Exercise:
Find the word "ProductKind" in the listing, and copy out each line where it turns up.

Segment Start: Data for analysis

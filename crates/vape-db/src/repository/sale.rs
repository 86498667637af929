//! # Sale Repository
//!
//! Checkout and sales history.
//!
//! ## Checkout Transaction
//! ```text
//! ┌─────────────────────────────────────────────────────────────────────────┐
//! │                       checkout() - one transaction                      │
//! │                                                                         │
//! │  1. for each cart line                                                  │
//! │     └── take_stock (guarded)  ──► InsufficientStock? ROLLBACK           │
//! │         └── remaining == 0 ──► mark_once ──► newly depleted list        │
//! │                                                                         │
//! │  2. remaining_total over all products                                   │
//! │  3. ledger += { cash, card, salary, mine }, total = remaining           │
//! │  4. daily_sales[date] += { total, profit, 1 }                           │
//! │  5. INSERT sales + sale_items                                           │
//! │                                                                         │
//! │  COMMIT ──► caller sends the chat summary                               │
//! └─────────────────────────────────────────────────────────────────────────┘
//! ```

use std::collections::HashMap;

use chrono::{DateTime, Utc};
use sqlx::{SqliteConnection, SqlitePool};
use tracing::{debug, info};
use uuid::Uuid;

use vape_core::inventory;
use vape_core::ledger::SaleDelta;
use vape_core::{Cart, CartTotals, CheckoutSummary, CoreError, PaymentSplit, ProductKind, Sale, SaleItem};

use crate::error::DbResult;
use crate::repository::product::{self, StockTake};
use crate::repository::{begin_write, daily_sales, depletion, ledger};

/// Everything the checkout transaction needs.
#[derive(Debug, Clone)]
pub struct CheckoutRequest<'a> {
    pub seller_email: &'a str,
    pub cart: &'a Cart,
    /// Payment already resolved against the cart total.
    pub payment: PaymentSplit,
    /// Shop-local date of the sale, `YYYY-MM-DD`.
    pub local_date: String,
    pub at: DateTime<Utc>,
}

#[derive(Debug, sqlx::FromRow)]
struct SaleRow {
    id: String,
    seller_email: String,
    total_kopecks: i64,
    cash_kopecks: i64,
    card_kopecks: i64,
    salary_kopecks: i64,
    profit_kopecks: i64,
    created_at: DateTime<Utc>,
}

impl SaleRow {
    fn into_sale(self, items: Vec<SaleItem>) -> Sale {
        Sale {
            id: self.id,
            seller_email: self.seller_email,
            total_kopecks: self.total_kopecks,
            cash_kopecks: self.cash_kopecks,
            card_kopecks: self.card_kopecks,
            salary_kopecks: self.salary_kopecks,
            profit_kopecks: self.profit_kopecks,
            created_at: self.created_at,
            items,
        }
    }
}

#[derive(Debug, sqlx::FromRow)]
struct SaleItemRow {
    id: String,
    sale_id: String,
    product_id: String,
    kind: ProductKind,
    label: String,
    flavor: Option<String>,
    unit_price_kopecks: i64,
    quantity: i64,
}

impl From<SaleItemRow> for SaleItem {
    fn from(row: SaleItemRow) -> Self {
        SaleItem {
            id: row.id,
            sale_id: row.sale_id,
            product_id: row.product_id,
            kind: row.kind,
            label: row.label,
            flavor: row.flavor,
            unit_price_kopecks: row.unit_price_kopecks,
            quantity: row.quantity,
        }
    }
}

const SALE_COLUMNS: &str =
    "id, seller_email, total_kopecks, cash_kopecks, card_kopecks, salary_kopecks, profit_kopecks, created_at";

const ITEM_COLUMNS: &str = "id, sale_id, product_id, kind, label, flavor, unit_price_kopecks, quantity";

async fn insert_sale(
    conn: &mut SqliteConnection,
    request: &CheckoutRequest<'_>,
    totals: &CartTotals,
) -> DbResult<Sale> {
    let sale_id = Uuid::new_v4().to_string();

    sqlx::query(
        r#"
        INSERT INTO sales (
            id, seller_email, total_kopecks, cash_kopecks, card_kopecks,
            salary_kopecks, profit_kopecks, created_at
        ) VALUES (?1, ?2, ?3, ?4, ?5, ?6, ?7, ?8)
        "#,
    )
    .bind(&sale_id)
    .bind(request.seller_email)
    .bind(totals.total.kopecks())
    .bind(request.payment.cash.kopecks())
    .bind(request.payment.card.kopecks())
    .bind(totals.salary.kopecks())
    .bind(totals.profit.kopecks())
    .bind(request.at)
    .execute(&mut *conn)
    .await?;

    let mut items = Vec::with_capacity(request.cart.lines.len());
    for line in &request.cart.lines {
        let item = SaleItem {
            id: Uuid::new_v4().to_string(),
            sale_id: sale_id.clone(),
            product_id: line.product_id.clone(),
            kind: line.kind,
            label: line.label.clone(),
            flavor: line.flavor.clone(),
            unit_price_kopecks: line.unit_price.kopecks(),
            quantity: line.quantity,
        };

        sqlx::query(
            r#"
            INSERT INTO sale_items (
                id, sale_id, product_id, kind, label, flavor, unit_price_kopecks, quantity
            ) VALUES (?1, ?2, ?3, ?4, ?5, ?6, ?7, ?8)
            "#,
        )
        .bind(&item.id)
        .bind(&item.sale_id)
        .bind(&item.product_id)
        .bind(item.kind)
        .bind(&item.label)
        .bind(&item.flavor)
        .bind(item.unit_price_kopecks)
        .bind(item.quantity)
        .execute(&mut *conn)
        .await?;

        items.push(item);
    }

    Ok(Sale {
        id: sale_id,
        seller_email: request.seller_email.to_string(),
        total_kopecks: totals.total.kopecks(),
        cash_kopecks: request.payment.cash.kopecks(),
        card_kopecks: request.payment.card.kopecks(),
        salary_kopecks: totals.salary.kopecks(),
        profit_kopecks: totals.profit.kopecks(),
        created_at: request.at,
        items,
    })
}

/// Repository for sale database operations.
#[derive(Debug, Clone)]
pub struct SaleRepository {
    pool: SqlitePool,
}

impl SaleRepository {
    /// Creates a new SaleRepository.
    pub fn new(pool: SqlitePool) -> Self {
        SaleRepository { pool }
    }

    /// Completes a sale atomically.
    ///
    /// ## Errors
    /// - `EmptyCart` when there is nothing to sell
    /// - `PaymentMismatch` when the payment does not cover the total exactly
    /// - `InsufficientStock` / `FlavorNotFound` / `ProductNotFound` when stock
    ///   moved since the line was added; nothing is written in that case
    pub async fn checkout(&self, request: &CheckoutRequest<'_>) -> DbResult<CheckoutSummary> {
        let cart = request.cart;
        if cart.is_empty() {
            return Err(CoreError::EmptyCart.into());
        }

        let totals = CartTotals::from(cart);
        if request.payment.cash + request.payment.card != totals.total {
            return Err(CoreError::PaymentMismatch {
                cash: request.payment.cash,
                card: request.payment.card,
                total: totals.total,
            }
            .into());
        }

        debug!(
            seller = %request.seller_email,
            lines = cart.lines.len(),
            total = %totals.total,
            "Starting checkout"
        );

        let mut tx = begin_write(&self.pool).await?;
        let mut depleted = Vec::new();

        for line in &cart.lines {
            let flavor = line.flavor.as_deref();
            let remaining = product::take_stock(
                &mut tx,
                StockTake {
                    product_id: &line.product_id,
                    kind: line.kind,
                    flavor,
                    label: &line.label,
                    count: line.quantity,
                },
                request.at,
            )
            .await?;

            if remaining > 0 {
                continue;
            }

            let sold_out = product::fetch_one(&mut tx, &line.product_id)
                .await?
                .ok_or_else(|| CoreError::ProductNotFound(line.product_id.clone()))?;
            let key = inventory::depletion_key(line.kind, &line.product_id, flavor);
            let label = inventory::depletion_label(&sold_out, flavor);
            if let Some(marker) = depletion::mark_once(&mut tx, &key, &label, request.at).await? {
                depleted.push(marker);
            }
        }

        let products = product::load_all(&mut tx, None).await?;
        let remaining_total = inventory::remaining_total(&products)?;

        let delta = SaleDelta::from_sale(&totals, &request.payment);
        let ledger = ledger::apply_sale(&mut tx, &delta, remaining_total, request.at).await?;

        daily_sales::record(&mut tx, &request.local_date, totals.total, totals.profit, request.at).await?;

        let sale = insert_sale(&mut tx, request, &totals).await?;

        tx.commit().await?;

        info!(
            sale_id = %sale.id,
            seller = %request.seller_email,
            total = %totals.total,
            cash = %request.payment.cash,
            card = %request.payment.card,
            depleted = depleted.len(),
            "Checkout completed"
        );

        Ok(CheckoutSummary {
            sale,
            depleted,
            ledger,
        })
    }

    /// Gets a sale with its items.
    pub async fn get_by_id(&self, id: &str) -> DbResult<Option<Sale>> {
        let sql = format!("SELECT {} FROM sales WHERE id = ?1", SALE_COLUMNS);
        let row: Option<SaleRow> = sqlx::query_as(&sql).bind(id).fetch_optional(&self.pool).await?;

        let Some(row) = row else {
            return Ok(None);
        };

        let sql = format!("SELECT {} FROM sale_items WHERE sale_id = ?1 ORDER BY rowid", ITEM_COLUMNS);
        let items: Vec<SaleItemRow> = sqlx::query_as(&sql).bind(id).fetch_all(&self.pool).await?;

        Ok(Some(row.into_sale(items.into_iter().map(SaleItem::from).collect())))
    }

    /// Most recent sales first, with their items.
    pub async fn list_recent(&self, limit: u32) -> DbResult<Vec<Sale>> {
        let sql = format!(
            "SELECT {} FROM sales ORDER BY created_at DESC, rowid DESC LIMIT ?1",
            SALE_COLUMNS
        );
        let rows: Vec<SaleRow> = sqlx::query_as(&sql).bind(limit).fetch_all(&self.pool).await?;

        let sql = format!(
            r#"
            SELECT {} FROM sale_items
            WHERE sale_id IN (SELECT id FROM sales ORDER BY created_at DESC, rowid DESC LIMIT ?1)
            ORDER BY rowid
            "#,
            ITEM_COLUMNS
        );
        let item_rows: Vec<SaleItemRow> = sqlx::query_as(&sql).bind(limit).fetch_all(&self.pool).await?;

        let mut items: HashMap<String, Vec<SaleItem>> = HashMap::new();
        for row in item_rows {
            items.entry(row.sale_id.clone()).or_default().push(row.into());
        }

        Ok(rows
            .into_iter()
            .map(|row| {
                let own = items.remove(&row.id).unwrap_or_default();
                row.into_sale(own)
            })
            .collect())
    }
}

// =============================================================================
// Tests
// =============================================================================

Segment End: Data for analysis

Answer space:
use vape_core::{Cart, CartTotals, CheckoutSummary, CoreError, PaymentSplit, ProductKind, Sale, SaleItem};
    kind: ProductKind,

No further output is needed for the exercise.